Por eso, la auditoría la asume un rol distinto. La decisión final de «seguir adelante» o «detener» la gestiona otro mecanismo.

Esta es una de las razones para separar los tres poderes. Cuanto más potente es el agente de ejecución, más importante se vuelve la restricción de «no poder darse el visto bueno a sí mismo».

Lo que aprendimos al diseñar el agente de ejecución

Al ponerlo en marcha, comprendimos que la claridad del «alcance» del agente de ejecución incide directamente en la calidad del conjunto.

Cuanto más claros son los límites de «hasta aquí puede actuar, a partir de aquí lo retoma otro rol», más fácil resulta rastrear el registro de la tarea. Si surge algún problema, es más sencillo revisar qué ocurrió en cada paso.
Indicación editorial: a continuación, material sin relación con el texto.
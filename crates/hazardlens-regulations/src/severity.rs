//! Default hazard severity by work type

use hazardlens_core::{HazardType, Severity, WorkType};

/// Severity assigned to a hazard whose backend did not grade it.
///
/// PPE that is mandatory for the work type escalates one level.
pub fn default_severity(hazard_type: HazardType, work_type: WorkType) -> Severity {
    let base = match hazard_type {
        HazardType::FallHazard | HazardType::ElectricalHazard | HazardType::Excavation => {
            Severity::Critical
        }
        HazardType::MissingHardHat
        | HazardType::HeavyMachinery
        | HazardType::StruckByVehicle
        | HazardType::FireHazard => Severity::High,
        HazardType::MissingSafetyVest | HazardType::PpeViolation => Severity::Medium,
        HazardType::Housekeeping => Severity::Low,
    };

    if requires_item(hazard_type, work_type) {
        base.escalate()
    } else {
        base
    }
}

/// Whether the work type makes the missing PPE item mandatory
pub fn requires_item(hazard_type: HazardType, work_type: WorkType) -> bool {
    match hazard_type {
        HazardType::MissingHardHat => matches!(
            work_type,
            WorkType::GeneralConstruction | WorkType::HighRiseConstruction
        ),
        HazardType::MissingSafetyVest => {
            matches!(work_type, WorkType::Roadwork | WorkType::GeneralConstruction)
        }
        _ => false,
    }
}

#[cfg(test)]
mod tests {
    use super::*;

    #[test]
    fn test_hard_hat_escalates_where_required() {
        assert_eq!(
            default_severity(HazardType::MissingHardHat, WorkType::GeneralConstruction),
            Severity::Critical
        );
        assert_eq!(
            default_severity(HazardType::MissingHardHat, WorkType::Electrical),
            Severity::High
        );
    }

    #[test]
    fn test_vest_escalates_on_roadwork() {
        assert_eq!(
            default_severity(HazardType::MissingSafetyVest, WorkType::Roadwork),
            Severity::High
        );
        assert_eq!(
            default_severity(HazardType::MissingSafetyVest, WorkType::Roofing),
            Severity::Medium
        );
    }

    #[test]
    fn test_fall_hazard_is_critical_everywhere() {
        assert_eq!(
            default_severity(HazardType::FallHazard, WorkType::Demolition),
            Severity::Critical
        );
    }
}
Al contrario, si al agente de ejecución se le dice «aprovecha y revisa también» o «decide según tu criterio si hace falta», el registro se vuelve ambiguo. Todo se cierra con «lo hizo la IA». Deja de verse dónde recae la responsabilidad de quienes diseñaron el sistema.

El diseño de «solo poner manos a la obra» parece una restricción a primera vista. En la práctica, sin embargo, esa restricción es lo que mejora la visibilidad del conjunto. Por ahora, así es como lo vivimos en la operación real.